Foot Structure and Toe Deformities
Sometimes the problem isn’t your shoes at all. It’s the shape of your foot. Structural deformities create pressure points that would cause corns even in well-fitting shoes.
Hammertoe is one of the most common culprits. It happens when a muscle imbalance causes the tendons and joints in a toe to contract, pulling the first joint upward into a bent position (picture an upside-down V from the side). That raised joint presses against the top of your shoe with every step, and a hard corn forms right over the knuckle. Bunions create a similar problem on the side of the foot, where the bony bump rubs against the inside of the shoe. Corns also frequently appear under the ends of foot bones where the ball of your foot meets the ground, or along the outside edge of the little toe.
If you keep getting corns in the same spot despite changing shoes, a structural issue is worth investigating. Custom shoe inserts can redistribute pressure away from problem areas and break the cycle.
Three Types of Corns
- Hard corns: Small, dense bumps of hardened skin, usually on the tops of toes or other bony areas. These are the most common type and form where bone presses skin against the shoe.
- Soft corns: Whitish-gray with a rubbery texture, found between the toes. Moisture from sweat keeps them soft. They form where two toe bones press against each other.
- Seed corns: Tiny corns that appear on the soles of the feet, often in clusters. They tend to develop on weight-bearing areas of the foot.
Corn or Plantar Wart?
A hard bump on the bottom of your foot isn’t always a corn. Plantar warts look similar but have a grainy, fleshy texture with small black dots scattered through them. Those dots are tiny blood vessels. Corns, by comparison, look like a raised, hard bump surrounded by dry, flaky skin, with no black pinpoints. Corns also tend to hurt most when you press directly on them, while warts often hurt more when you squeeze them from the sides. If you’re not sure what you’re dealing with, the distinction matters because warts are caused by a virus and need different treatment.
How to Get Rid of Corns
The single most effective step is removing whatever is causing the pressure. Switch to shoes with a roomy toe box. If you can’t wiggle your toes freely, the shoe is too tight. This alone can allow smaller corns to resolve on their own as the skin stops overproducing.
Donut-shaped foam pads placed around a corn (not on top of it) can reduce pressure while it heals. Soaking your feet in warm water for 10 to 15 minutes softens the thickened skin, and you can gently file it down with a pumice stone afterward. Work gradually rather than trying to remove a corn in one session.
Over-the-counter corn removal products contain salicylic acid, which dissolves the layers of hardened skin. These come in varying strengths: lower-concentration creams (2 to 10%) for regular use, stronger solutions (12 to 27%) applied once or twice daily, and high-concentration products (25 to 60%) used only every few days.
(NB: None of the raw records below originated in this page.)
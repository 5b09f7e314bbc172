mod cli;
mod error;
mod routes;
mod state;

use std::net::SocketAddr;
use std::path::Path;
use std::sync::Arc;

use anyhow::{Context, Result};
use axum::routing::{get, post};
use axum::Router;
use clap::Parser;
use tower_http::cors::CorsLayer;

use cli::CliArgs;
use gproxy_core::{Dispatcher, RateLimiter, StatsRecorder, WreqUpstream};
use state::AppState;

#[tokio::main]
async fn main() -> Result<()> {
    tracing_subscriber::fmt()
        .with_env_filter(tracing_subscriber::EnvFilter::try_from_default_env().unwrap_or_else(|_| "info".into()))
        .init();

    let args = CliArgs::parse();

    let config = match gproxy_common::load_config(Path::new(&args.config)) {
        Ok(config) => config,
        Err(err) => {
            tracing::error!(event = "config_load_failed", config = %args.config, error = %err, "failed to load configuration");
            std::process::exit(1);
        }
    };
    tracing::info!(
        event = "config_loaded",
        providers = config.providers.len(),
        api_keys = config.api_keys.len(),
        "configuration loaded"
    );

    let read_timeout = cli::read_timeout_override();
    let upstream = WreqUpstream::new(read_timeout);
    let state = Arc::new(AppState {
        config,
        dispatcher: Dispatcher::new(upstream.client()),
        rate_limiter: RateLimiter::new(),
        stats: StatsRecorder::new(
            args.stats_file.clone(),
            std::time::Duration::from_secs(args.stats_save_interval),
        ),
        upstream,
    });

    let periodic_state = state.clone();
    tokio::spawn(async move { periodic_state.stats.run_periodic().await });

    let app = build_router(state.clone());

    let bind = format!("{}:{}", args.host, args.port);
    let listener = tokio::net::TcpListener::bind(&bind)
        .await
        .with_context(|| format!("binding {bind}"))?;
    tracing::info!(event = "listening", addr = %bind, "gateway listening");

    axum::serve(
        listener,
        app.into_make_service_with_connect_info::<SocketAddr>(),
    )
    .with_graceful_shutdown(shutdown_signal())
    .await
    .context("serving")?;

    state.stats.persist_final().await;
    Ok(())
}

/// Mounts `/v1/...` and the legacy `/uni/v1/...` mirror (spec.md §6) behind
/// a permissive, global CORS layer — the reference's CORS middleware covers
/// every route, not just the one endpoint spec.md calls out an explicit
/// `OPTIONS` test for (SPEC_FULL.md §11).
fn build_router(state: state::SharedState) -> Router {
    Router::new()
        .route(routes::CHAT_PATH, post(routes::chat_completions))
        .route(routes::CHAT_PATH_LEGACY, post(routes::chat_completions_legacy))
        .route(routes::IMAGES_PATH, post(routes::images_generations))
        .route(routes::IMAGES_PATH_LEGACY, post(routes::images_generations_legacy))
        .route("/v1/models", get(routes::list_models))
        .route("/uni/v1/models", get(routes::list_models))
        .route("/generate-api-key", get(routes::generate_api_key))
        .route("/stats", get(routes::admin_stats))
        .layer(CorsLayer::permissive())
        .with_state(state)
}

async fn shutdown_signal() {
    let ctrl_c = async {
        tokio::signal::ctrl_c()
            .await
            .expect("failed to install Ctrl+C handler");
    };

    #[cfg(unix)]
    let terminate = async {
        tokio::signal::unix::signal(tokio::signal::unix::SignalKind::terminate())
            .expect("failed to install SIGTERM handler")
            .recv()
            .await;
    };

    #[cfg(not(unix))]
    let terminate = std::future::pending::<()>();

    tokio::select! {
        _ = ctrl_c => {},
        _ = terminate => {},
    }
    tracing::info!(event = "shutdown_signal_received", "shutting down");
}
Wash and dry the area before applying, keep the product away from healthy surrounding skin, and don’t layer it with other skin treatments on the same spot.
For stubborn or painful corns, a podiatrist can trim away the thickened skin with a scalpel in a quick office visit. If a foot deformity is driving recurrent corns, custom orthotics can redistribute your weight and prevent them from coming back.
Corns and Diabetes
If you have diabetes or poor circulation, the rules change significantly. Diabetes can reduce sensation in your feet, meaning you might not feel a corn worsening. More critically, calluses and corns that aren’t properly managed can break down into open sores, which heal slowly and are prone to infection in people with diabetes. The American Diabetes Association warns against cutting corns yourself or using chemical removal products, as both can damage skin and lead to ulcers. Have a healthcare provider on your diabetes care team handle any corn or callus trimming.